Бизнесмены, которые пишут книги, – явление редкое, особенно для беларуси. николай липкин занимается строительством бетонных заводов, при этом его романы можно найти в «кнігарне логвинаў». так, на презентации книги «мужчины» звучал инструментальный дуэт, а публике разливали коктейли, один из которых назывался «бетон». несмотря на увесистый бизнес, в беседе николай липкин оказался легким веселым человеком, который с удовольствием шутит над собой и окружающими.
Часть первая. Цензура, бизнес, Чергинец
KYKY: Николай, вы давно начали писать книги?
Николай Липкин: Лет 15 назад я встречался с девушкой с филфака, которая увлекалась литературой. Половина книги «Мужчины» было написано тогда, потом я это дело закинул и дописал оставшуюся часть только в прошлом году. Наверное, у меня, как у Шелдона Купера: если я что-то начинаю, надо закончить обязательно. Понимаете, один вышивает, другой на охоту ездит, третий в гонках участвует, четвертый марки собирает, а пятый по проституткам ходит. Я литературой занимаюсь – должна же у человека всегда быть вторая жизнь.

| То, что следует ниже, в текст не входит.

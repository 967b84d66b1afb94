//! Blocks placed through the in-place editor.
//!
//! The in-place editor adds blocks from a content tray: open the tray, pick a
//! category tab, pick a block plugin, and confirm its form. Placed blocks are
//! rendered inside their region with a `data-block-plugin-id` attribute. The
//! editor has no removal affordance that can be driven from a step.
//!
//! Changes made in the editor are kept only once the layout is saved, either
//! for the one entity being edited or as the default for its view mode.

use tracing::debug;

use super::{BlockHandle, BlockManipulator, LayoutVariant, exactly_one};
use crate::error::{BlockError, Result};
use crate::session::{BrowserSession, PageActions, css_string};
use crate::wait::ConditionWaiter;

const MANAGE_CONTENT: &str = "a[title=\"Manage Content\"]";
const ADD_BUTTON: &str = "[value=\"Add\"]";
const REGION_SELECT: &str = "select[name=\"region\"]";
const SAVE_LINK: &str = "a[title=\"Save\"]";

/// How [`InPlaceLayout::save_layout`] stores the edited layout.
#[derive(Debug, Clone, Copy, PartialEq, Eq)]
pub enum LayoutSave {
    /// Save as a custom layout for the entity being edited.
    Custom,
    /// Save as the default layout for the entity's view mode.
    Default,
}

impl LayoutSave {
    /// The editor's name for this save type.
    #[must_use]
    pub const fn name(self) -> &'static str {
        match self {
            Self::Custom => "custom",
            Self::Default => "default",
        }
    }
}

/// A parsed `"<category>/<plugin_id>"` identifier.
#[derive(Debug, Clone, Copy, PartialEq, Eq)]
struct TrayEntry<'s> {
    category: &'s str,
    plugin_id: &'s str,
}

impl<'s> TrayEntry<'s> {
    fn parse(identifier: &'s str) -> Result<Self> {
        let invalid = |reason: &str| BlockError::InvalidIdentifier {
            identifier: String::from(identifier),
            reason: String::from(reason),
        };
        let (category, plugin_id) = identifier
            .split_once('/')
            .ok_or_else(|| invalid("expected '<category>/<plugin_id>'"))?;
        if category.is_empty() {
            return Err(invalid("category is empty").into());
        }
        if plugin_id.is_empty() {
            return Err(invalid("plugin id is empty").into());
        }
        Ok(Self {
            category,
            plugin_id,
        })
    }
}

fn placed_selector(region: &str, plugin_id: &str) -> String {
    format!(
        "[data-region-name={}] [data-block-plugin-id={}]",
        css_string(region),
        css_string(plugin_id)
    )
}

/// [`BlockManipulator`] for the in-place editor.
///
/// Identifiers take the form `"<category>/<plugin_id>"`, for example
/// `"Lists (Views)/views_block:content-block_1"`.
#[derive(Clone, Copy)]
pub struct InPlaceLayout<'a> {
    session: &'a dyn BrowserSession,
    waiter: ConditionWaiter<'a>,
}

impl<'a> InPlaceLayout<'a> {
    /// Create a manipulator driving `session`.
    #[must_use]
    pub const fn new(session: &'a dyn BrowserSession, waiter: ConditionWaiter<'a>) -> Self {
        Self { session, waiter }
    }

    /// Save the layout being edited.
    ///
    /// Opens the editor's save menu and picks the entry for `save`, waiting
    /// for AJAX to settle after each click.
    ///
    /// # Errors
    ///
    /// Returns `SessionError::ElementNotFound` when the editor offers no save
    /// link or no entry for `save`, and `WaitError::ConditionTimeout` when
    /// AJAX does not settle.
    pub fn save_layout(&self, save: LayoutSave) -> Result<()> {
        debug!(save = save.name(), "saving in-place layout");
        self.click_and_settle(SAVE_LINK)?;
        self.click_and_settle(&format!("a.panelizer-ipe-save-{}", save.name()))
    }

    fn click_and_settle(&self, selector: &str) -> Result<()> {
        PageActions::new(self.session).click_selector(selector)?;
        self.waiter.await_ajax()
    }
}

impl BlockManipulator for InPlaceLayout<'_> {
    fn variant(&self) -> LayoutVariant {
        LayoutVariant::InPlace
    }

    fn place(&self, identifier: &str, region: &str) -> Result<()> {
        let entry = TrayEntry::parse(identifier)?;
        debug!(
            category = entry.category,
            plugin_id = entry.plugin_id,
            region,
            "placing block in place"
        );

        self.click_and_settle(MANAGE_CONTENT)?;
        self.click_and_settle(&format!("a[data-category={}]", css_string(entry.category)))?;
        self.click_and_settle(&format!("a[data-plugin-id={}]", css_string(entry.plugin_id)))?;

        if self.session.find(REGION_SELECT)?.is_some() {
            self.session.select_option("region", region)?;
        }
        self.click_and_settle(ADD_BUTTON)?;

        self.waiter
            .await_element(&placed_selector(region, entry.plugin_id), None)
    }

    fn remove(&self, identifier: &str, _region: &str) -> Result<()> {
        TrayEntry::parse(identifier)?;
        Err(BlockError::NotSupported {
            variant: String::from(LayoutVariant::InPlace.name()),
            operation: String::from("block removal"),
        }
        .into())
    }

    fn assert_placed(&self, identifier: &str, region: &str) -> Result<BlockHandle> {
        let entry = TrayEntry::parse(identifier)?;
        let matches = self
            .session
            .find_all(&placed_selector(region, entry.plugin_id))?;
        exactly_one(matches, identifier, region)
    }
}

KYKY: У вас же бизнес, и нет большого количества свободного времени. А когда умудряетесь писать? После работы?
Н. Л.: Первая моя книга «Отложите свой брандспойт и утрите свои бакенбарды» – отчасти про бизнес. Я тогда ездил в командировки, летал по России. Что в голову приходило, то и писал: впечатления от городов, короткие зарисовки. Сейчас в командировки я езжу с водителем, потому что сам не вожу машину. Беру ноутбук и на заднем сидении пишу.
KYKY: Не трясет?
Н. Л.: Смотря где. Если в Украине, то очень трясет, а если по Беларуси – то нормально. Хотя в Украине гораздо лучше с бизнесом. Они повыгоняли всех коррумпированных ментов и военных, сделали люстрацию и набрали новых. Вся полиция у них – это 20-25-летние ребята. Каждому нужно строить жилье, а строительство – это индикатор качества экономики. Скажем, человек купил квартиру в новостройках, заселился, решил жениться и завести детей. Ему нужно ходить торговые центры, покупать еду. Выходит, есть стройка – значит, в экономике все хорошо. Так вот, в Украине все хорошо. Хуже всего у нас. Даже в России как все было, так и осталось, Европа растет как на дрожжах, про Азию говорить нечего – это 22 век. Кризис есть только у нас. Кстати, моя третья книжка будет про бизнес. Я ее уже на 70% дописал, сейчас просто нет времени закончить.
KYKY: Давайте вернемся чуть назад. Вы написали первую книгу, когда вы встречались с девушкой с филфака. Потом прошло 15 лет, и вы ее издали?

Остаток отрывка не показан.